Себастьян с легкостью двигался вокруг стола, вливая в затухающее празднество новую жизнь. Джайлз мысленно называл его мошенником, но сам же восхищался им. Этот человек был способен зачаровывать птиц, причем до такой степени, что те не только слетали с ветвей, но и сами входили в клетку. В сверкающую золотую клетку, где чары продолжали удерживать их – и дверцу закрывать не надо. Только мать Джайлза оставалась равнодушной. Она холодно кивнула Себастьяну, затем на ее губах появилась ледяная улыбка. Но даже такие знаки внимания она оказала гостю с явной неохотой.
– Себастьян, мы собираемся в «Эмбасси». – Адель взяла писателя за руку. – Хотите поехать с нами? Ну, поехали. Вы же любите танцевать. Возможно, сегодня там будет принц Уэльский. Сегодня четверг, и…
– Дорогая моя, как я могу покинуть столь прекрасное общество, едва появившись в нем?
– Но торжество уже закончилось, – подхватила Венеция. – Мы все туда поедем.
– Не все, – возразил Оливер. – Кое-кто из старшего поколения останется здесь.
– И напрасно. Не понимаю, зачем тут сидеть. Мама любит выбираться в свет. Джек с Лили наверняка поедут. ММ, а как насчет тебя?

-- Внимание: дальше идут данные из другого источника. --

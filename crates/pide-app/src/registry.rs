//! Ordered set of open file sessions plus the active tab

use std::path::{Path, PathBuf};

use pide_core::prelude::*;
use pide_core::Range;
use pide_project::Persistence;

use crate::session::FileSession;

/// Aggregate outcome of a save-all sweep.
#[derive(Debug, Clone, Default)]
pub struct SaveResult {
    /// Number of buffers that were actually written
    pub saved: usize,
    /// At least one build script was written
    pub any_build_script_saved: bool,
    /// At least one markup file was written
    pub any_markup_saved: bool,
    /// Paths whose write failed; the sweep continues past them
    pub failures: Vec<PathBuf>,
}

impl SaveResult {
    pub fn all_ok(&self) -> bool {
        self.failures.is_empty()
    }
}

/// What happened when a tab lost focus.
#[derive(Debug, Clone, Default)]
pub struct DeselectOutcome {
    /// A modified build script was saved; configuration must be re-pushed
    pub sync_needed: bool,
    /// The deselect-save failed for this path
    pub failed: Option<PathBuf>,
}

/// Open sessions in tab order. At most one session per path, and the
/// active index is `Some` exactly when the registry is non-empty.
#[derive(Debug, Default)]
pub struct SessionRegistry {
    sessions: Vec<FileSession>,
    active: Option<usize>,
}

impl SessionRegistry {
    pub fn new() -> Self {
        Self::default()
    }

    pub fn len(&self) -> usize {
        self.sessions.len()
    }

    pub fn is_empty(&self) -> bool {
        self.sessions.is_empty()
    }

    pub fn active_index(&self) -> Option<usize> {
        self.active
    }

    pub fn active_session(&self) -> Option<&FileSession> {
        self.active.and_then(|i| self.sessions.get(i))
    }

    pub fn active_session_mut(&mut self) -> Option<&mut FileSession> {
        match self.active {
            Some(i) => self.sessions.get_mut(i),
            None => None,
        }
    }

    pub fn get(&self, index: usize) -> Option<&FileSession> {
        self.sessions.get(index)
    }

    pub fn get_mut(&mut self, index: usize) -> Option<&mut FileSession> {
        self.sessions.get_mut(index)
    }

    pub fn iter(&self) -> impl Iterator<Item = &FileSession> {
        self.sessions.iter()
    }

    /// Index of the session for `path`, if one is open
    pub fn index_of(&self, path: &Path) -> Option<usize> {
        self.sessions.iter().position(|s| s.path == path)
    }

    /// Open `path`, or select its existing session.
    ///
    /// When the file is already open and active this is a pure selection
    /// update with no deselect side effect. Otherwise the previously
    /// active tab goes through the deselect-save path first.
    pub fn open(
        &mut self,
        path: impl Into<PathBuf>,
        selection: Range,
        text: String,
        persist: &dyn Persistence,
    ) -> (usize, DeselectOutcome) {
        let path = path.into();

        if let Some(index) = self.index_of(&path) {
            let mut outcome = DeselectOutcome::default();
            if self.active != Some(index) {
                outcome = self.deselect_active(persist);
                self.active = Some(index);
            }
            if let Some(session) = self.sessions.get_mut(index) {
                session.set_selection(selection);
            }
            return (index, outcome);
        }

        let outcome = self.deselect_active(persist);
        self.sessions.push(FileSession::open(path, selection, text));
        let index = self.sessions.len() - 1;
        self.active = Some(index);
        (index, outcome)
    }

    /// Make `index` the active tab, deselect-saving the current one.
    pub fn select(
        &mut self,
        index: usize,
        persist: &dyn Persistence,
    ) -> Result<DeselectOutcome> {
        if index >= self.sessions.len() {
            return Err(Error::out_of_range(index, self.sessions.len()));
        }
        if self.active == Some(index) {
            return Ok(DeselectOutcome::default());
        }
        let outcome = self.deselect_active(persist);
        self.active = Some(index);
        Ok(outcome)
    }

    /// Save the active session as it loses focus.
    ///
    /// A configuration re-sync is needed only when a *modified* build
    /// script was actually written; the flag is computed before the save
    /// so a clean build script never triggers it.
    fn deselect_active(&mut self, persist: &dyn Persistence) -> DeselectOutcome {
        let Some(session) = self.active_session_mut() else {
            return DeselectOutcome::default();
        };
        let was_modified_build_script = session.modified && session.is_build_script();
        match session.save(persist) {
            Ok(_) => DeselectOutcome {
                sync_needed: was_modified_build_script,
                failed: None,
            },
            Err(err) => {
                let path = session.path.clone();
                warn!(path = %path.display(), error = %err, "save on deselect failed");
                DeselectOutcome {
                    sync_needed: false,
                    failed: Some(path),
                }
            }
        }
    }

    /// Close the tab at `index` after saving it. Close never signals a
    /// configuration re-sync.
    pub fn close_at(&mut self, index: usize, persist: &dyn Persistence) -> Result<()> {
        if index >= self.sessions.len() {
            return Err(Error::out_of_range(index, self.sessions.len()));
        }
        if let Some(session) = self.sessions.get_mut(index) {
            if let Err(err) = session.save(persist) {
                warn!(path = %session.path.display(), error = %err, "save on close failed");
            }
        }
        self.sessions.remove(index);

        self.active = if self.sessions.is_empty() {
            None
        } else {
            match self.active {
                // keep pointing at the tab that slid into this slot,
                // or the new last tab when the closed one was last
                Some(a) if a == index => Some(index.min(self.sessions.len() - 1)),
                Some(a) if a > index => Some(a - 1),
                other => other,
            }
        };
        Ok(())
    }

    /// Close every tab except `keep`, which becomes (or stays) active.
    /// Calling this when only one tab remains is a no-op.
    pub fn close_others(&mut self, keep: usize, persist: &dyn Persistence) -> Result<()> {
        if keep >= self.sessions.len() {
            return Err(Error::out_of_range(keep, self.sessions.len()));
        }
        let mut index = 0;
        let mut kept = keep;
        while self.sessions.len() > 1 {
            if index == kept {
                index += 1;
                continue;
            }
            if let Some(session) = self.sessions.get_mut(index) {
                if let Err(err) = session.save(persist) {
                    warn!(path = %session.path.display(), error = %err, "save on close failed");
                }
            }
            self.sessions.remove(index);
            if index < kept {
                kept -= 1;
            }
        }
        self.active = Some(kept);
        Ok(())
    }

    /// Close every tab, saving each.
    pub fn close_all(&mut self, persist: &dyn Persistence) {
        for session in &mut self.sessions {
            if let Err(err) = session.save(persist) {
                warn!(path = %session.path.display(), error = %err, "save on close failed");
            }
        }
        self.sessions.clear();
        self.active = None;
    }

    /// Save every open buffer, continuing past individual failures.
    pub fn save_all(&mut self, persist: &dyn Persistence) -> SaveResult {
        let mut result = SaveResult::default();
        for session in &mut self.sessions {
            match session.save(persist) {
                Ok(true) => {
                    result.saved += 1;
                    if session.is_build_script() {
                        result.any_build_script_saved = true;
                    }
                    if session.is_markup() {
                        result.any_markup_saved = true;
                    }
                }
                Ok(false) => {}
                Err(err) => {
                    warn!(path = %session.path.display(), error = %err, "save failed");
                    result.failures.push(session.path.clone());
                }
            }
        }
        result
    }

    /// Take all sessions with unsaved edits out of the registry for
    /// teardown; the registry is left empty.
    pub fn drain_modified(&mut self) -> Vec<(PathBuf, String)> {
        let pending = self
            .sessions
            .drain(..)
            .filter(|s| s.modified)
            .map(|s| (s.path, s.text))
            .collect();
        self.active = None;
        pending
    }
}
//! Language-analysis service capability

use std::path::Path;

use serde_json::json;

use pide_core::prelude::*;

/// Result of a successful service initialization
#[derive(Debug, Clone, Default)]
pub struct InitResult {
    /// Server-reported identification, if any
    pub server_info: Option<String>,
}

/// Language-analysis service capability.
///
/// The core treats the service as opaque: it starts it once per project,
/// pushes classpath configuration when project composition changes, and
/// shuts it down with the project. Service internals (transport, protocol)
/// live behind this trait.
#[trait_variant::make(LanguageService: Send)]
pub trait LocalLanguageService {
    /// Start the service process/connection. Idempotency is the caller's
    /// concern; implementations may assume at most one start per project.
    async fn start(&self) -> Result<()>;

    /// Initialize for a project. `None` means the service produced no
    /// init result — treated by the caller as a silent startup failure.
    async fn init(&self, project_path: &Path) -> Result<Option<InitResult>>;

    /// Notify the service that initialization is complete.
    async fn initialized(&self) -> Result<()>;

    /// Send a configuration-change notification. The payload comes from
    /// [`configuration_payload`].
    async fn push_config(&self, config: &serde_json::Value) -> Result<()>;

    /// Shut down the service and release its resources.
    async fn shutdown_all(&self) -> Result<()>;
}

/// Serialized configuration-change payload sent to the service.
///
/// Shape: `{"java": {"classPath": [...]}}`.
pub fn configuration_payload(class_paths: &[String]) -> serde_json::Value {
    json!({
        "java": {
            "classPath": class_paths,
        }
    })
}

/// Stand-in service used when no language analysis backend is available.
///
/// `init` reports no result, so the core surfaces degraded status text
/// instead of marking the service started; a configuration push against
/// it reports the service as unavailable.
#[derive(Debug, Clone, Default)]
pub struct NullLanguageService;

impl LanguageService for NullLanguageService {
    async fn start(&self) -> Result<()> {
        debug!("Null language service started");
        Ok(())
    }

    async fn init(&self, project_path: &Path) -> Result<Option<InitResult>> {
        debug!(
            "Null language service init for {} (no result)",
            project_path.display()
        );
        Ok(None)
    }

    async fn initialized(&self) -> Result<()> {
        Ok(())
    }

    async fn push_config(&self, _config: &serde_json::Value) -> Result<()> {
        Err(Error::service_unavailable("no language service attached"))
    }

    async fn shutdown_all(&self) -> Result<()> {
        Ok(())
    }
}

– Пожалуй, мы могли бы поехать с вами, – с очень серьезным видом ответила ММ. – Как думаешь, Гордон? Я бы не прочь взглянуть на принца Уэльского, если он действительно там появится.
– Принц, возможно, там и появится, а вот я – нет, – заявил Гордон Робинсон. Чувствовалось, он встревожен. – Завтра мне предстоит очень загруженный день, и…
– Я могла бы поехать и одна, с молодежью. Надеюсь, что один или два обаятельных джентльмена не откажутся со мною потанцевать. – За столом послышался вежливый одобрительный шепот. ММ встала. – Отлично. – Близняшки глядели на нее во все глаза. ММ вдруг широко улыбнулась. – Рада, что рыцарство в наши дни еще не умерло окончательно. Но не волнуйтесь, я не поеду. Не хочу портить вам удовольствие. Возможно, как-нибудь в другой вечер. Но мы с Гордоном тоже вынуждены покинуть этот гостеприимный дом. Уже поздно, а у меня завтра очень тяжелый день. Гордон, хватит смотреть с таким испугом. Мы едем домой.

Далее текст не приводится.